US inflation ticks higher in October
Consumer price gains remain muted overall
The US consumer price index rose to a three-month high of 1.8 per cent year-on-year last month.
UConsumer inflation in the US rose in October at a quicker pace than forecast, boosted by higher prices for fuel, utilities and medical care.
Consumer price gains remain muted overall, with the annual pace remaining below the Federal Reserve’s inflation target, which helped support the central bank’s decision in October to cut interest rates for the third time this year in an effort to sustain the US economy’s expansion and shield it from trade war fallout.

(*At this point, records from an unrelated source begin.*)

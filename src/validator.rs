//! Advisory consistency checks over a rule set.
//!
//! Warnings never block generation or saving; they are ordered by scan:
//! active-rule presence, then each active rule's conditions and actions,
//! then the extension cross-check.

use std::collections::HashSet;
use std::fmt;

use crate::model::{Action, ActionKind, Capability, Condition, ConditionKind, RuleSet};

/// Rule, condition and action numbers are 1-based positions in the full
/// rule list, inactive rules included.
#[derive(Debug, Clone, PartialEq, Eq)]
pub enum Warning {
    NoActiveRules,
    NoConditions { rule: usize },
    EmptyHeaderName { rule: usize, condition: usize },
    EmptyValue { rule: usize, condition: usize },
    NoActions { rule: usize },
    EmptyMailbox { rule: usize, action: usize },
    EmptyRedirectAddress { rule: usize, action: usize },
    ActionNotEnabled(ActionKind),
    TestNotEnabled(ConditionKind),
}

impl fmt::Display for Warning {
    fn fmt(&self, f: &mut fmt::Formatter<'_>) -> fmt::Result {
        match self {
            Self::NoActiveRules => f.write_str("No active rules - script will have no effect"),
            Self::NoConditions { rule } => write!(f, "Rule {rule} has no conditions"),
            Self::EmptyHeaderName { rule, condition } => {
                write!(f, "Rule {rule}, condition {condition} has an empty header name")
            }
            Self::EmptyValue { rule, condition } => {
                write!(f, "Rule {rule}, condition {condition} has an empty value")
            }
            Self::NoActions { rule } => write!(f, "Rule {rule} has no actions"),
            Self::EmptyMailbox { rule, action } => {
                write!(f, "Rule {rule}, action {action} has an empty mailbox name")
            }
            Self::EmptyRedirectAddress { rule, action } => {
                write!(f, "Rule {rule}, action {action} has an empty redirect address")
            }
            Self::ActionNotEnabled(kind) => write!(
                f,
                "Script uses '{kind}' action but '{kind}' extension is not enabled"
            ),
            Self::TestNotEnabled(kind) => write!(
                f,
                "Script uses '{kind}' test but '{kind}' extension is not enabled"
            ),
        }
    }
}

/// Actions and tests whose extension must be enabled, in report order.
const GATED_ACTIONS: [ActionKind; 3] = [
    ActionKind::FileInto,
    ActionKind::Reject,
    ActionKind::Vacation,
];
const GATED_TESTS: [ConditionKind; 2] = [ConditionKind::Envelope, ConditionKind::Body];

pub fn validate(rule_set: &RuleSet) -> Vec<Warning> {
    let mut warnings = Vec::new();

    if !rule_set.rules.is_empty() && !rule_set.has_active_rules() {
        warnings.push(Warning::NoActiveRules);
    }

    for (idx, rule) in rule_set.rules.iter().enumerate() {
        if !rule.active {
            continue;
        }
        let n = idx + 1;

        if rule.conditions.is_empty() {
            warnings.push(Warning::NoConditions { rule: n });
        }
        for (c, condition) in rule.conditions.iter().enumerate() {
            check_condition(&mut warnings, n, c + 1, condition);
        }

        if rule.actions.is_empty() {
            warnings.push(Warning::NoActions { rule: n });
        }
        for (a, action) in rule.actions.iter().enumerate() {
            match action {
                Action::FileInto { mailbox, .. } if mailbox.trim().is_empty() => {
                    warnings.push(Warning::EmptyMailbox { rule: n, action: a + 1 });
                }
                Action::Redirect { address, .. } if address.trim().is_empty() => {
                    warnings.push(Warning::EmptyRedirectAddress { rule: n, action: a + 1 });
                }
                _ => {}
            }
        }
    }

    let used_actions: HashSet<ActionKind> = rule_set
        .active_rules()
        .flat_map(|r| r.actions.iter().map(Action::kind))
        .collect();
    let used_tests: HashSet<ConditionKind> = rule_set
        .active_rules()
        .flat_map(|r| r.conditions.iter().map(Condition::kind))
        .collect();

    for kind in GATED_ACTIONS {
        if used_actions.contains(&kind) && !is_gate_open(rule_set, kind.capability()) {
            warnings.push(Warning::ActionNotEnabled(kind));
        }
    }
    for kind in GATED_TESTS {
        if used_tests.contains(&kind) && !is_gate_open(rule_set, kind.capability()) {
            warnings.push(Warning::TestNotEnabled(kind));
        }
    }

    warnings
}

fn is_gate_open(rule_set: &RuleSet, cap: Option<Capability>) -> bool {
    cap.map_or(true, |cap| rule_set.extensions.is_enabled(cap))
}

fn check_condition(warnings: &mut Vec<Warning>, rule: usize, condition: usize, c: &Condition) {
    let (Condition::Header { header, keys, .. } | Condition::Address { header, keys, .. }) = c
    else {
        return;
    };
    if header.trim().is_empty() {
        warnings.push(Warning::EmptyHeaderName { rule, condition });
    }
    if keys.first().map_or(true, |k| k.is_empty()) {
        warnings.push(Warning::EmptyValue { rule, condition });
    }
}

#[cfg(test)]
mod tests {
    use super::*;
    use crate::model::{CapabilitySet, MatchType, Rule};

    fn messages(set: &RuleSet) -> Vec<String> {
        validate(set).iter().map(ToString::to_string).collect()
    }

    fn subject_rule(key: &str) -> Rule {
        Rule::new(
            vec![Condition::header("Subject", MatchType::Is, vec![key.to_string()])],
            vec![Action::file_into("INBOX.Spam")],
        )
    }

    #[test]
    fn test_clean_model_has_no_warnings() {
        let set = RuleSet::new(vec![subject_rule("[SPAM]")], CapabilitySet::default());
        assert!(validate(&set).is_empty());
        assert!(validate(&RuleSet::default()).is_empty());
    }

    #[test]
    fn test_empty_key_is_reported_once() {
        let set = RuleSet::new(vec![subject_rule("")], CapabilitySet::default());
        assert_eq!(messages(&set), vec!["Rule 1, condition 1 has an empty value"]);
    }

    #[test]
    fn test_fileinto_without_extension() {
        let set = RuleSet::new(vec![subject_rule("[SPAM]")], CapabilitySet::none());
        assert_eq!(
            messages(&set),
            vec!["Script uses 'fileinto' action but 'fileinto' extension is not enabled"]
        );
    }

    #[test]
    fn test_no_active_rules() {
        let mut rule = subject_rule("x");
        rule.active = false;
        let set = RuleSet::new(vec![rule], CapabilitySet::none());
        assert_eq!(validate(&set), vec![Warning::NoActiveRules]);
    }

    #[test]
    fn test_numbering_counts_inactive_rules() {
        let mut off = subject_rule("x");
        off.active = false;
        let empty = Rule::new(Vec::new(), Vec::new());
        let set = RuleSet::new(vec![off, empty], CapabilitySet::default());
        assert_eq!(
            validate(&set),
            vec![Warning::NoConditions { rule: 2 }, Warning::NoActions { rule: 2 }]
        );
    }

    #[test]
    fn test_scan_order() {
        let rule = Rule::new(
            vec![
                Condition::address("  ", MatchType::Is, Default::default(), Vec::new()),
                Condition::True,
            ],
            vec![
                Action::Keep,
                Action::file_into(" "),
                Action::redirect(""),
                Action::Vacation {
                    days: None,
                    subject: None,
                    message: "Away".to_string(),
                },
                Action::Reject {
                    reason: "No".to_string(),
                },
            ],
        );
        let body = Rule::new(
            vec![
                Condition::Body {
                    comparator: crate::model::DEFAULT_COMPARATOR.to_string(),
                    match_type: MatchType::Contains,
                    transform: Default::default(),
                    keys: vec!["x".to_string()],
                },
                Condition::Envelope {
                    comparator: crate::model::DEFAULT_COMPARATOR.to_string(),
                    match_type: MatchType::Is,
                    address_part: Default::default(),
                    header: "from".to_string(),
                    keys: vec!["a@b.c".to_string()],
                },
            ],
            vec![Action::Discard],
        );
        let set = RuleSet::new(vec![rule, body], CapabilitySet::none());
        assert_eq!(
            messages(&set),
            vec![
                "Rule 1, condition 1 has an empty header name",
                "Rule 1, condition 1 has an empty value",
                "Rule 1, action 2 has an empty mailbox name",
                "Rule 1, action 3 has an empty redirect address",
                "Script uses 'fileinto' action but 'fileinto' extension is not enabled",
                "Script uses 'reject' action but 'reject' extension is not enabled",
                "Script uses 'vacation' action but 'vacation' extension is not enabled",
                "Script uses 'envelope' test but 'envelope' extension is not enabled",
                "Script uses 'body' test but 'body' extension is not enabled",
            ]
        );
    }

    #[test]
    fn test_inactive_rules_do_not_need_extensions() {
        let mut rule = subject_rule("x");
        rule.active = false;
        let set = RuleSet::new(
            vec![rule, Rule::new(vec![Condition::True], vec![Action::Keep])],
            CapabilitySet::none(),
        );
        assert!(validate(&set).is_empty());
    }
}
use std::fs;
use std::io::{self, Read};
use std::path::Path;

/// Path argument that stands for standard input.
pub const STDIN: &str = "-";

/// Read script or model text from `path`, or from stdin for `-`.
pub fn load_script(path: &Path) -> Result<String, io::Error> {
    if path.as_os_str() == STDIN {
        let mut text = String::new();
        io::stdin().read_to_string(&mut text)?;
        return Ok(text);
    }
    fs::read_to_string(path)
}

pub fn save_script(path: &Path, text: &str) -> Result<(), io::Error> {
    if let Some(parent) = path.parent().filter(|p| !p.as_os_str().is_empty()) {
        fs::create_dir_all(parent)?;
    }
    fs::write(path, text)
}

#[cfg(test)]
mod tests {
    use super::*;

    #[test]
    fn test_save_then_load() {
        let dir = tempfile::tempdir().unwrap();
        let path = dir.path().join("nested").join("filter.sieve");
        save_script(&path, "keep;\n").unwrap();
        assert_eq!(load_script(&path).unwrap(), "keep;\n");
    }

    #[test]
    fn test_missing_file_is_an_error() {
        let dir = tempfile::tempdir().unwrap();
        let path = dir.path().join("missing.sieve");
        assert_eq!(load_script(&path).unwrap_err().kind(), io::ErrorKind::NotFound);
    }
}
//! Logging utilities for explorer-browser
//!
//! Native engine failures never cross the callback boundary; they are
//! recorded here instead. All output goes through `tracing` when the
//! `tracing` feature is enabled and compiles to nothing otherwise.

use crate::error::NativeError;

/// Filter used by [`init_tracing`] when `RUST_LOG` is not set.
pub const DEFAULT_FILTER: &str = "explorer_browser=info,warn";

/// Install a global `fmt` subscriber filtered by `RUST_LOG`, falling back to
/// [`DEFAULT_FILTER`].
///
/// Returns `false` when a global subscriber was already installed (or the
/// `tracing` feature is off).
#[cfg(feature = "tracing")]
pub fn init_tracing() -> bool {
    let filter = tracing_subscriber::EnvFilter::try_from_default_env()
        .unwrap_or_else(|_| tracing_subscriber::EnvFilter::new(DEFAULT_FILTER));
    install(filter)
}

/// Like [`init_tracing`], with an explicit filter directive such as
/// `"explorer_browser=debug"`.
#[cfg(feature = "tracing")]
pub fn init_tracing_with_filter(filter: &str) -> bool {
    install(tracing_subscriber::EnvFilter::new(filter))
}

#[cfg(feature = "tracing")]
fn install(filter: tracing_subscriber::EnvFilter) -> bool {
    tracing_subscriber::fmt()
        .with_env_filter(filter)
        .with_target(true)
        .with_thread_ids(false)
        .with_file(false)
        .with_line_number(false)
        .try_init()
        .is_ok()
}

#[cfg(not(feature = "tracing"))]
pub fn init_tracing() -> bool {
    false
}

#[cfg(not(feature = "tracing"))]
pub fn init_tracing_with_filter(_filter: &str) -> bool {
    false
}

/// Record a failed native call together with the name of the operation.
#[cfg(feature = "tracing")]
pub(crate) fn api_error(operation: &str, error: &NativeError) {
    tracing::warn!(
        event = "native.failed",
        operation,
        code = %error.code(),
        "native call failed"
    );
}

#[cfg(not(feature = "tracing"))]
pub(crate) fn api_error(_operation: &str, _error: &NativeError) {}

macro_rules! eb_trace {
    ($($arg:tt)*) => {
        #[cfg(feature = "tracing")]
        tracing::trace!($($arg)*);
    };
}

macro_rules! eb_debug {
    ($($arg:tt)*) => {
        #[cfg(feature = "tracing")]
        tracing::debug!($($arg)*);
    };
}

macro_rules! eb_warn {
    ($($arg:tt)*) => {
        #[cfg(feature = "tracing")]
        tracing::warn!($($arg)*);
    };
}

pub(crate) use {eb_debug, eb_trace, eb_warn};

The consumer price index rose to a three-month high of 1.8 per cent year-on-year last month, the Bureau of Labor Statistics revealed on Wednesday. That was up from 1.7 per cent in September, and economists’ forecasts it would hold steady at that level.
The increase in prices stemmed mostly from energy costs, which showed a 3.7 per cent year-on-year rise in the sub-index tracking petrol, while electricity and piped gas sub-indices showed increases of 1.8 per cent and 1.6 per cent, respectively.
The medical care sub-index also saw a solid gain, up 1.2 per cent, as did used cars and trucks, which advanced 1.3 per cent.
Core inflation, which factors out volatile food and energy prices, slowed to 2.3 per cent last month from 2.4 per cent in September.